The newly uncovered document shows that Einstein had described essentially the same idea much earlier. “For the density to remain constant new particles of matter must be continually formed,” he writes. The manuscript is thought to have been produced during a trip to California in 1931 — in part because it was written on American note paper.
It had been stored in plain sight at the Albert Einstein Archives in Jerusalem — and is freely available to view on its website — but had been mistakenly classified as a first draft of another Einstein paper. Cormac O’Raifeartaigh, a physicist at the Waterford Institute of Technology in Ireland, says that he “almost fell out of his chair” when he realized what the manuscript was about. He and his collaborators have posted their findings, together with an English translation of Einstein’s original German manuscript, on the arXiv preprint server (C. O’Raifeartaigh et al. Preprint at http://arxiv.org/abs/1402.0132; 2014) and have submitted their paper to the European Physical Journal.
“This finding confirms that Hoyle was not a crank,” says study co-author Simon Mitton, a science historian at the University of Cambridge, UK, who wrote the 2005 biography Fred Hoyle: A Life in Science. The mere fact that Einstein had toyed with a steady-state model could have lent Hoyle more credibility as he engaged the physics community in a debate on the subject. “If only Hoyle had known, he would certainly have used it to punch his opponents,” O’Raifeartaigh says.
Although Hoyle’s model was eventually ruled out by astronomical observations, it was at least mathematically consistent, tweaking the equations of Einstein’s general theory of relativity to provide a possible mechanism for the spontaneous generation of matter. Einstein’s unpublished manuscript suggests that, at first, he believed that such a mechanism could arise from his original theory without modification. But then he realized that he had made a mistake in his calculations, O’Raifeartaigh and his team suggest. When he corrected it — crossing out a number with a pen of a different color — he probably decided that the idea would not work and set it aside.

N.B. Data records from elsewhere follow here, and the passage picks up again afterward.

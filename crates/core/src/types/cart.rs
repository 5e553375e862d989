//! Ordered collection of cart line items.

use serde::{Deserialize, Serialize};

use crate::{LineItem, Price, ProductId, Quantity};

/// The cart: line items in insertion order, keyed by product id.
///
/// ## Invariants
///
/// - At most one [`LineItem`] per [`ProductId`].
/// - Every line holds at least one unit (enforced by [`crate::Quantity`]).
/// - A line's name, price and image are fixed by the first add; later adds
///   of the same id only bump the quantity.
///
/// Deserializing goes through [`Cart::from_items`], so a stored sequence that
/// repeats an id is merged rather than breaking the first invariant.
///
/// ```
/// use renu_core::{Cart, LineItem, Price};
///
/// let mut cart = Cart::new();
/// cart.add(LineItem::new("p1", "Lamp", Price::new(1500), "lamp.jpg"));
/// cart.add(LineItem::new("p1", "Lamp", Price::new(1500), "lamp.jpg"));
/// assert_eq!(cart.len(), 1);
/// assert_eq!(cart.total_quantity(), 2);
/// assert_eq!(cart.total_amount(), Price::new(3000));
/// ```
#[derive(Debug, Clone, Default, PartialEq, Eq, Serialize, Deserialize)]
#[serde(from = "Vec<LineItem>", into = "Vec<LineItem>")]
pub struct Cart {
    items: Vec<LineItem>,
}

impl Cart {
    /// Create an empty cart.
    #[must_use]
    pub const fn new() -> Self {
        Self { items: Vec::new() }
    }

    /// Build a cart from a sequence, merging repeated ids into the first
    /// occurrence (quantities are summed).
    #[must_use]
    pub fn from_items(items: impl IntoIterator<Item = LineItem>) -> Self {
        let mut cart = Self::new();
        for item in items {
            match cart.position(&item.id) {
                Some(index) => {
                    if let Some(existing) = cart.items.get_mut(index) {
                        existing.quantity = existing.quantity.saturating_add(item.quantity);
                    }
                }
                None => cart.items.push(item),
            }
        }
        cart
    }

    /// Line items in insertion order.
    #[must_use]
    pub fn items(&self) -> &[LineItem] {
        &self.items
    }

    /// Look up a line by product id.
    #[must_use]
    pub fn get(&self, id: &str) -> Option<&LineItem> {
        self.items.iter().find(|item| item.id.as_str() == id)
    }

    /// Whether the cart has no lines.
    #[must_use]
    pub fn is_empty(&self) -> bool {
        self.items.is_empty()
    }

    /// Number of distinct lines.
    #[must_use]
    pub fn len(&self) -> usize {
        self.items.len()
    }

    /// Add one unit of `item`.
    ///
    /// If a line with the same id exists its quantity goes up by one and the
    /// incoming name, price and image are ignored. Otherwise `item` is
    /// appended with a quantity of one.
    ///
    /// Returns the line as it stands after the add.
    #[allow(clippy::indexing_slicing)] // index comes from `position` or the push just above
    pub fn add(&mut self, item: LineItem) -> &LineItem {
        let index = if let Some(index) = self.position(&item.id) {
            let existing = &mut self.items[index];
            existing.quantity = existing.quantity.incremented();
            index
        } else {
            self.items.push(LineItem {
                quantity: Quantity::ONE,
                ..item
            });
            self.items.len() - 1
        };
        &self.items[index]
    }

    /// Remove the line with `id`, returning it if it was present.
    pub fn remove(&mut self, id: &str) -> Option<LineItem> {
        let index = self.items.iter().position(|item| item.id.as_str() == id)?;
        Some(self.items.remove(index))
    }

    /// Drop every line.
    pub fn clear(&mut self) {
        self.items.clear();
    }

    /// Sum of all line quantities; 0 for an empty cart.
    #[must_use]
    pub fn total_quantity(&self) -> u64 {
        self.items
            .iter()
            .map(|item| u64::from(item.quantity.get()))
            .sum()
    }

    /// Sum of `unit_price * quantity` over all lines; zero for an empty cart.
    #[must_use]
    pub fn total_amount(&self) -> Price {
        self.items.iter().map(LineItem::subtotal).sum()
    }

    fn position(&self, id: &ProductId) -> Option<usize> {
        self.items.iter().position(|item| &item.id == id)
    }
}

impl From<Vec<LineItem>> for Cart {
    fn from(items: Vec<LineItem>) -> Self {
        Self::from_items(items)
    }
}

impl From<Cart> for Vec<LineItem> {
    fn from(cart: Cart) -> Self {
        cart.items
    }
}

impl<'a> IntoIterator for &'a Cart {
    type Item = &'a LineItem;
    type IntoIter = core::slice::Iter<'a, LineItem>;

    fn into_iter(self) -> Self::IntoIter {
        self.items.iter()
    }
}
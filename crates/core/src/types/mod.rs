//! Core types for the RENU storefront.
//!
//! This module provides type-safe wrappers for common domain concepts.

pub mod cart;
pub mod id;
pub mod line_item;
pub mod price;
pub mod quantity;

pub use cart::Cart;
pub use id::*;
pub use line_item::LineItem;
pub use price::{DEFAULT_CURRENCY_SYMBOL, Price};
pub use quantity::{Quantity, QuantityError};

The manuscript was probably “a rough draft commenced with excitement over a neat idea and soon abandoned as the author realized he was fooling himself”, says cosmologist James Peebles of Princeton University in New Jersey. There seems to be no record of Einstein ever mentioning these calculations again.
But the fact that Einstein experimented with the steady-state concept demonstrates his continued resistance to the idea of a Big Bang, which he at first found “abominable”, even though other theoreticians had shown it to be a natural consequence of his general theory of relativity. (Other leading researchers, such as the eminent Cambridge astronomer Arthur Eddington, were also suspicious of the Big Bang theory, because it suggested a mystical moment of creation.) When astronomers found evidence for cosmic expansion, Einstein had to abandon his bias towards a static Universe, and a steady-state Universe was the next best thing, O’Raifeartaigh and his collaborators say.
Helge Kragh, a science historian at Aarhus University in Denmark, agrees. “What the manuscript shows is that although by then he accepted the expansion of space, [Einstein] was unhappy with a Universe changing in time,” he says.